Other services Page performed for Stonor were, ostensibly, of a more whimsical nature. After the death of one of Sir William’s wives he drew upon Page’s knowledge of the likely candidates for a replacement. Having heard that one of them, although wealthy, was ‘so fowle that Parker wuld none of her’, he sought the opinion of Page who informed him that she was ‘but lytyll and sumwhat rownde agoode woman and well disposid, save only that she is sumtyme vexyd with the moder’. Certainly, Page prided himself in knowing Stonor’s tastes: in early 1482 he wrote to him: ‘Wold God it wold plese you to com to your Horton when terme is don: y will geve yow attendance: ther is ther an puncheon or tweyn of wyne abydyng your mastership: y hope suche as woll plese yow.’ Page’s correspondence with Stonor speaks of a cautious man, reluctant to commit his thoughts to paper, but equally concerned that they might not be misrepresented. In a postscript to a letter of early 1482 he told Stonor: ‘As for news y have told this berrer to enforme yow, I fere me he cannot well shew them to your mastership.’32 Ibid. 209, 309.
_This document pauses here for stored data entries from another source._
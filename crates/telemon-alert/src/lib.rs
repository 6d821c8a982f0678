//! Alert rule engine.
//!
//! Rules name a metric type, a condition and a threshold. On every tick
//! the [`engine::AlertEngine`] asks the [`evaluators::EvaluatorRegistry`]
//! for an observation per enabled rule, raises an [`model::Alert`] when the
//! condition holds and no identical firing is suppressed, then walks the
//! rule's escalation policy until the alert is acknowledged or resolved.

pub mod condition;
pub mod config;
pub mod context;
pub mod engine;
pub mod error;
pub mod escalation;
pub mod evaluators;
pub mod model;
pub mod seed;
pub mod stats;


pub use condition::{evaluate_condition, Condition};
pub use config::AlertConfig;
pub use context::TriggerContext;
pub use engine::AlertEngine;
pub use error::{AlertError, Result};
pub use escalation::{ActionHandler, LoggingActionHandler};
pub use evaluators::{EvaluatorRegistry, MetricEvaluator, Observation};
pub use model::{
    Alert, AlertHistoryEntry, AlertRule, AlertStatus, EscalationAction, EscalationPolicy,
    EscalationStep, HistoryAction, PolicySpec, RuleSpec,
};
pub use stats::AlertStatistics;
use crate::api::{error_response, success_response, WindowParams};
use crate::logging::TraceId;
use crate::state::AppState;
use axum::body::Bytes;
use axum::extract::{Extension, Path, Query, State};
use axum::http::StatusCode;
use axum::response::{IntoResponse, Response};
use axum::routing::{get, post};
use axum::{Json, Router};
use chrono::Duration;
use serde::{Deserialize, Serialize};
use telemon_alert::{AlertError, PolicySpec, RuleSpec};
use telemon_common::types::Severity;

const DEFAULT_HISTORY_LIMIT: usize = 100;
const DEFAULT_ACTOR: &str = "api";

fn alert_error(trace_id: &str, err: AlertError) -> Response {
    let (status, code) = match &err {
        AlertError::RuleNotFound(_)
        | AlertError::PolicyNotFound(_)
        | AlertError::AlertNotFound(_) => (StatusCode::NOT_FOUND, "not_found"),
        AlertError::DuplicateRule(_)
        | AlertError::DuplicatePolicy(_)
        | AlertError::InvalidTransition { .. }
        | AlertError::PolicyInUse(_) => (StatusCode::CONFLICT, "conflict"),
        AlertError::InvalidRule(_)
        | AlertError::InvalidPolicy(_)
        | AlertError::UnknownMetricType(_) => (StatusCode::BAD_REQUEST, "bad_request"),
    };
    error_response(status, trace_id, code, &err.to_string())
}

#[derive(Debug, Default, Deserialize)]
struct AlertQuery {
    severity: Option<String>,
    limit: Option<usize>,
}

impl AlertQuery {
    /// `Ok(None)` when no severity filter was given.
    fn severity(&self) -> Result<Option<Severity>, String> {
        match self.severity.as_deref() {
            None | Some("") => Ok(None),
            Some(raw) => raw
                .parse::<Severity>()
                .map(Some)
                .map_err(|_| format!("unknown severity: {raw}")),
        }
    }
}

#[derive(Debug, Default, Deserialize)]
struct ActorRequest {
    #[serde(default)]
    actor: Option<String>,
}

/// Actor from an optional JSON body.
fn actor_from(body: &Bytes) -> String {
    serde_json::from_slice::<ActorRequest>(body)
        .ok()
        .and_then(|req| req.actor)
        .filter(|actor| !actor.trim().is_empty())
        .unwrap_or_else(|| DEFAULT_ACTOR.to_string())
}

#[derive(Serialize)]
struct MetricTypesResponse {
    metric_types: Vec<String>,
}

// ---- Rules ----

async fn list_rules(
    Extension(trace_id): Extension<TraceId>,
    State(state): State<AppState>,
) -> impl IntoResponse {
    success_response(StatusCode::OK, &trace_id, state.alerts.rules())
}

async fn create_rule(
    Extension(trace_id): Extension<TraceId>,
    State(state): State<AppState>,
    Json(spec): Json<RuleSpec>,
) -> impl IntoResponse {
    match state.alerts.add_rule(spec) {
        Ok(rule) => success_response(StatusCode::CREATED, &trace_id, rule),
        Err(e) => alert_error(&trace_id, e),
    }
}

async fn get_rule(
    Extension(trace_id): Extension<TraceId>,
    State(state): State<AppState>,
    Path(id): Path<String>,
) -> impl IntoResponse {
    match state.alerts.rule(&id) {
        Ok(rule) => success_response(StatusCode::OK, &trace_id, rule),
        Err(e) => alert_error(&trace_id, e),
    }
}

async fn update_rule(
    Extension(trace_id): Extension<TraceId>,
    State(state): State<AppState>,
    Path(id): Path<String>,
    Json(spec): Json<RuleSpec>,
) -> impl IntoResponse {
    match state.alerts.update_rule(&id, spec) {
        Ok(rule) => success_response(StatusCode::OK, &trace_id, rule),
        Err(e) => alert_error(&trace_id, e),
    }
}

async fn delete_rule(
    Extension(trace_id): Extension<TraceId>,
    State(state): State<AppState>,
    Path(id): Path<String>,
) -> impl IntoResponse {
    match state.alerts.delete_rule(&id) {
        Ok(rule) => success_response(StatusCode::OK, &trace_id, rule),
        Err(e) => alert_error(&trace_id, e),
    }
}

async fn metric_types(
    Extension(trace_id): Extension<TraceId>,
    State(state): State<AppState>,
) -> impl IntoResponse {
    success_response(
        StatusCode::OK,
        &trace_id,
        MetricTypesResponse {
            metric_types: state.alerts.metric_types(),
        },
    )
}

// ---- Policies ----

async fn list_policies(
    Extension(trace_id): Extension<TraceId>,
    State(state): State<AppState>,
) -> impl IntoResponse {
    success_response(StatusCode::OK, &trace_id, state.alerts.policies())
}

async fn create_policy(
    Extension(trace_id): Extension<TraceId>,
    State(state): State<AppState>,
    Json(spec): Json<PolicySpec>,
) -> impl IntoResponse {
    match state.alerts.add_policy(spec) {
        Ok(policy) => success_response(StatusCode::CREATED, &trace_id, policy),
        Err(e) => alert_error(&trace_id, e),
    }
}

async fn get_policy(
    Extension(trace_id): Extension<TraceId>,
    State(state): State<AppState>,
    Path(id): Path<String>,
) -> impl IntoResponse {
    match state.alerts.policy(&id) {
        Ok(policy) => success_response(StatusCode::OK, &trace_id, policy),
        Err(e) => alert_error(&trace_id, e),
    }
}

async fn update_policy(
    Extension(trace_id): Extension<TraceId>,
    State(state): State<AppState>,
    Path(id): Path<String>,
    Json(spec): Json<PolicySpec>,
) -> impl IntoResponse {
    match state.alerts.update_policy(&id, spec) {
        Ok(policy) => success_response(StatusCode::OK, &trace_id, policy),
        Err(e) => alert_error(&trace_id, e),
    }
}

async fn delete_policy(
    Extension(trace_id): Extension<TraceId>,
    State(state): State<AppState>,
    Path(id): Path<String>,
) -> impl IntoResponse {
    match state.alerts.delete_policy(&id) {
        Ok(policy) => success_response(StatusCode::OK, &trace_id, policy),
        Err(e) => alert_error(&trace_id, e),
    }
}

// ---- Alerts ----

async fn active_alerts(
    Extension(trace_id): Extension<TraceId>,
    State(state): State<AppState>,
    Query(query): Query<AlertQuery>,
) -> impl IntoResponse {
    match query.severity() {
        Ok(severity) => {
            success_response(StatusCode::OK, &trace_id, state.alerts.active_alerts(severity))
        }
        Err(msg) => error_response(StatusCode::BAD_REQUEST, &trace_id, "bad_request", &msg),
    }
}

async fn alert_history(
    Extension(trace_id): Extension<TraceId>,
    State(state): State<AppState>,
    Query(query): Query<AlertQuery>,
) -> impl IntoResponse {
    let limit = query.limit.unwrap_or(DEFAULT_HISTORY_LIMIT);
    match query.severity() {
        Ok(severity) => success_response(
            StatusCode::OK,
            &trace_id,
            state.alerts.alert_history(limit, severity),
        ),
        Err(msg) => error_response(StatusCode::BAD_REQUEST, &trace_id, "bad_request", &msg),
    }
}

async fn alert_statistics(
    Extension(trace_id): Extension<TraceId>,
    State(state): State<AppState>,
    Query(params): Query<WindowParams>,
) -> impl IntoResponse {
    let stats = state
        .alerts
        .alert_statistics(params.window_or(Duration::hours(24)));
    success_response(StatusCode::OK, &trace_id, stats)
}

async fn acknowledge_alert(
    Extension(trace_id): Extension<TraceId>,
    State(state): State<AppState>,
    Path(id): Path<String>,
    body: Bytes,
) -> impl IntoResponse {
    match state.alerts.acknowledge(&id, &actor_from(&body)) {
        Ok(alert) => success_response(StatusCode::OK, &trace_id, alert),
        Err(e) => alert_error(&trace_id, e),
    }
}

async fn resolve_alert(
    Extension(trace_id): Extension<TraceId>,
    State(state): State<AppState>,
    Path(id): Path<String>,
    body: Bytes,
) -> impl IntoResponse {
    match state.alerts.resolve(&id, &actor_from(&body)) {
        Ok(alert) => success_response(StatusCode::OK, &trace_id, alert),
        Err(e) => alert_error(&trace_id, e),
    }
}

pub fn alert_routes() -> Router<AppState> {
    Router::new()
        .route("/v1/alerts/rules", get(list_rules).post(create_rule))
        .route(
            "/v1/alerts/rules/{id}",
            get(get_rule).put(update_rule).delete(delete_rule),
        )
        .route("/v1/alerts/metric-types", get(metric_types))
        .route("/v1/alerts/policies", get(list_policies).post(create_policy))
        .route(
            "/v1/alerts/policies/{id}",
            get(get_policy).put(update_policy).delete(delete_policy),
        )
        .route("/v1/alerts/active", get(active_alerts))
        .route("/v1/alerts/history", get(alert_history))
        .route("/v1/alerts/statistics", get(alert_statistics))
        .route("/v1/alerts/{id}/acknowledge", post(acknowledge_alert))
        .route("/v1/alerts/{id}/resolve", post(resolve_alert))
}
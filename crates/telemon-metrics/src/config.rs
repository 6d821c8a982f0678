use serde::{Deserialize, Serialize};

#[derive(Debug, Clone, Serialize, Deserialize)]
pub struct MetricsConfig {
    /// Per-series sample bound; the oldest sample is dropped first.
    #[serde(default = "default_max_samples_per_series")]
    pub max_samples_per_series: usize,
    /// Samples older than this are dropped by the eviction sweep.
    #[serde(default = "default_retention_secs")]
    pub retention_secs: u64,
    #[serde(default = "default_sweep_interval_secs")]
    pub sweep_interval_secs: u64,
    /// Database queries slower than this count as slow.
    #[serde(default = "default_slow_query_threshold_ms")]
    pub slow_query_threshold_ms: f64,
    /// API requests slower than this show up in slow-request reports.
    #[serde(default = "default_slow_request_threshold_ms")]
    pub slow_request_threshold_ms: f64,
}

impl Default for MetricsConfig {
    fn default() -> Self {
        Self {
            max_samples_per_series: default_max_samples_per_series(),
            retention_secs: default_retention_secs(),
            sweep_interval_secs: default_sweep_interval_secs(),
            slow_query_threshold_ms: default_slow_query_threshold_ms(),
            slow_request_threshold_ms: default_slow_request_threshold_ms(),
        }
    }
}

fn default_max_samples_per_series() -> usize {
    10_000
}

fn default_retention_secs() -> u64 {
    86_400
}

fn default_sweep_interval_secs() -> u64 {
    300
}

fn default_slow_query_threshold_ms() -> f64 {
    1_000.0
}

fn default_slow_request_threshold_ms() -> f64 {
    1_000.0
}
use crate::condition::Condition;
use crate::context::TriggerContext;
use chrono::{DateTime, Utc};
use serde::{Deserialize, Serialize};
use std::collections::BTreeSet;
use telemon_common::types::Severity;

/// A declarative alert rule as held by the engine.
#[derive(Debug, Clone, PartialEq, Serialize)]
pub struct AlertRule {
    pub id: String,
    pub name: String,
    pub description: String,
    pub metric_type: String,
    pub severity: Severity,
    pub threshold: f64,
    pub condition: Condition,
    pub enabled: bool,
    pub escalation_policy_id: Option<String>,
    pub last_triggered_at: Option<DateTime<Utc>>,
    pub trigger_count: u64,
    pub created_at: DateTime<Utc>,
    pub updated_at: DateTime<Utc>,
}

/// Caller-supplied fields of a rule, used for both add and update.
#[derive(Debug, Clone, Serialize, Deserialize)]
pub struct RuleSpec {
    /// Generated when absent on add; ignored on update.
    #[serde(default)]
    pub id: Option<String>,
    pub name: String,
    #[serde(default)]
    pub description: String,
    pub metric_type: String,
    pub severity: Severity,
    pub threshold: f64,
    pub condition: Condition,
    #[serde(default = "default_enabled")]
    pub enabled: bool,
    #[serde(default)]
    pub escalation_policy_id: Option<String>,
}

fn default_enabled() -> bool {
    true
}

#[derive(Debug, Clone, Copy, PartialEq, Eq, Hash, Serialize, Deserialize)]
#[serde(rename_all = "lowercase")]
pub enum AlertStatus {
    Active,
    Acknowledged,
    Resolved,
}

impl std::fmt::Display for AlertStatus {
    fn fmt(&self, f: &mut std::fmt::Formatter<'_>) -> std::fmt::Result {
        match self {
            AlertStatus::Active => write!(f, "active"),
            AlertStatus::Acknowledged => write!(f, "acknowledged"),
            AlertStatus::Resolved => write!(f, "resolved"),
        }
    }
}

#[derive(Debug, Clone, PartialEq, Serialize)]
pub struct Alert {
    pub id: String,
    pub rule_id: String,
    pub rule_name: String,
    pub metric_type: String,
    pub severity: Severity,
    pub value: f64,
    pub threshold: f64,
    pub condition: Condition,
    pub context: TriggerContext,
    pub message: String,
    pub status: AlertStatus,
    /// Number of escalation steps that have fired.
    pub escalation_step: usize,
    pub created_at: DateTime<Utc>,
    pub acknowledged_at: Option<DateTime<Utc>>,
    pub acknowledged_by: Option<String>,
    pub resolved_at: Option<DateTime<Utc>>,
    pub resolved_by: Option<String>,
}

#[derive(Debug, Clone, Copy, PartialEq, Eq, PartialOrd, Ord, Hash, Serialize, Deserialize)]
#[serde(rename_all = "snake_case")]
pub enum EscalationAction {
    Log,
    Notify,
    Repeat,
    EscalateToAdmin,
}

impl std::fmt::Display for EscalationAction {
    fn fmt(&self, f: &mut std::fmt::Formatter<'_>) -> std::fmt::Result {
        match self {
            EscalationAction::Log => write!(f, "log"),
            EscalationAction::Notify => write!(f, "notify"),
            EscalationAction::Repeat => write!(f, "repeat"),
            EscalationAction::EscalateToAdmin => write!(f, "escalate_to_admin"),
        }
    }
}

#[derive(Debug, Clone, PartialEq, Serialize, Deserialize)]
pub struct EscalationStep {
    /// Seconds after alert creation.
    pub delay_secs: u64,
    pub actions: BTreeSet<EscalationAction>,
}

#[derive(Debug, Clone, PartialEq, Serialize)]
pub struct EscalationPolicy {
    pub id: String,
    pub name: String,
    pub steps: Vec<EscalationStep>,
    pub created_at: DateTime<Utc>,
    pub updated_at: DateTime<Utc>,
}

#[derive(Debug, Clone, Serialize, Deserialize)]
pub struct PolicySpec {
    #[serde(default)]
    pub id: Option<String>,
    pub name: String,
    pub steps: Vec<EscalationStep>,
}

#[derive(Debug, Clone, Copy, PartialEq, Eq, Serialize, Deserialize)]
#[serde(rename_all = "lowercase")]
pub enum HistoryAction {
    Triggered,
    Escalated,
    Acknowledged,
    Resolved,
}

#[derive(Debug, Clone, Serialize)]
pub struct AlertHistoryEntry {
    pub alert: Alert,
    pub action: HistoryAction,
    pub actor: Option<String>,
    pub timestamp: DateTime<Utc>,
}
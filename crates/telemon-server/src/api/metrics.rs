use crate::api::{error_response, success_empty_response, success_response, WindowParams};
use crate::logging::TraceId;
use crate::state::AppState;
use axum::extract::{Extension, Query, State};
use axum::http::StatusCode;
use axum::response::IntoResponse;
use axum::routing::{get, post};
use axum::Router;
use chrono::Duration;
use serde::Deserialize;

const DEFAULT_LIMIT: usize = 10;

fn default_window() -> Duration {
    Duration::hours(1)
}

async fn store_stats(
    Extension(trace_id): Extension<TraceId>,
    State(state): State<AppState>,
    Query(params): Query<WindowParams>,
) -> impl IntoResponse {
    let stats = state.metrics.stats(params.window_or(default_window()));
    success_response(StatusCode::OK, &trace_id, stats)
}

async fn slow_queries(
    Extension(trace_id): Extension<TraceId>,
    State(state): State<AppState>,
    Query(params): Query<WindowParams>,
) -> impl IntoResponse {
    let queries = state.metrics.slow_queries(
        params.limit_or(DEFAULT_LIMIT),
        params.window_or(default_window()),
    );
    success_response(StatusCode::OK, &trace_id, queries)
}

async fn reset_metrics(
    Extension(trace_id): Extension<TraceId>,
    State(state): State<AppState>,
) -> impl IntoResponse {
    state.metrics.reset();
    tracing::info!(trace_id = trace_id.0.as_str(), "Metrics store reset");
    success_empty_response(StatusCode::OK, &trace_id, "metrics reset")
}

async fn performance(
    Extension(trace_id): Extension<TraceId>,
    State(state): State<AppState>,
    Query(params): Query<WindowParams>,
) -> impl IntoResponse {
    let overview = state
        .metrics
        .performance_overview(params.window_or(Duration::minutes(5)));
    success_response(StatusCode::OK, &trace_id, overview)
}

async fn api_stats(
    Extension(trace_id): Extension<TraceId>,
    State(state): State<AppState>,
    Query(params): Query<WindowParams>,
) -> impl IntoResponse {
    let stats = state.metrics.api_stats(params.window_or(default_window()));
    success_response(StatusCode::OK, &trace_id, stats)
}

async fn slow_requests(
    Extension(trace_id): Extension<TraceId>,
    State(state): State<AppState>,
    Query(params): Query<WindowParams>,
) -> impl IntoResponse {
    let requests = state.metrics.slow_requests(
        params.limit_or(DEFAULT_LIMIT),
        params.window_or(default_window()),
    );
    success_response(StatusCode::OK, &trace_id, requests)
}

#[derive(Debug, Deserialize)]
struct EndpointParams {
    endpoint: Option<String>,
    window: Option<String>,
}

async fn endpoint_report(
    Extension(trace_id): Extension<TraceId>,
    State(state): State<AppState>,
    Query(params): Query<EndpointParams>,
) -> impl IntoResponse {
    let Some(endpoint) = params.endpoint.filter(|e| !e.trim().is_empty()) else {
        return error_response(
            StatusCode::BAD_REQUEST,
            &trace_id,
            "bad_request",
            "endpoint query parameter is required",
        );
    };
    let window = telemon_common::window::window_or(params.window.as_deref(), default_window());
    match state.metrics.endpoint_report(&endpoint, window) {
        Some(report) => success_response(StatusCode::OK, &trace_id, report),
        None => error_response(
            StatusCode::NOT_FOUND,
            &trace_id,
            "not_found",
            &format!("no samples for endpoint {endpoint}"),
        ),
    }
}

async fn error_stats(
    Extension(trace_id): Extension<TraceId>,
    State(state): State<AppState>,
    Query(params): Query<WindowParams>,
) -> impl IntoResponse {
    let stats = state.metrics.error_stats(params.window_or(default_window()));
    success_response(StatusCode::OK, &trace_id, stats)
}

pub fn metrics_routes() -> Router<AppState> {
    Router::new()
        .route("/v1/metrics/stats", get(store_stats))
        .route("/v1/metrics/slow-queries", get(slow_queries))
        .route("/v1/metrics/reset", post(reset_metrics))
        .route("/v1/metrics/performance", get(performance))
        .route("/v1/metrics/api", get(api_stats))
        .route("/v1/metrics/slow-requests", get(slow_requests))
        .route("/v1/metrics/endpoint", get(endpoint_report))
        .route("/v1/metrics/errors", get(error_stats))
}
Edward IV’s premature death and Richard III’s usurpation of the crown saw Page replaced as solicitor general by Thomas Lynom. Even so, there is no direct evidence that he, like many others of Edward IV’s former servants, took part in the uprisings in the south of England in the summer of 1483. Indeed, within days of Richard III’s usurpation he had been added to the Kentish bench, and he continued to receive potentially sensitive appointments in the county, including the task of arraying armed men.33 CPR, 1476-85, p. 477. He was, however, at least indirectly connected with the rebels through Sir William Stonor, and he appears to have maintained contacts among King Richard’s opponents in Breton exile until Henry VII’s victory at Bosworth. While he was removed from the county bench shortly afterwards, he was once more included in a royal commission as early as December 1485. If this remained an isolated appointment, it may have been out of Page’s own choice, for not only was his earlier patron Stonor high in the new King’s favour, but he himself also possessed valuable connexions with Henry VII’s mother, the countess of Richmond, probably dating back to the early 1470s, which now saw him appointed steward of one of her Kentish estates.34 KB9/1060/9.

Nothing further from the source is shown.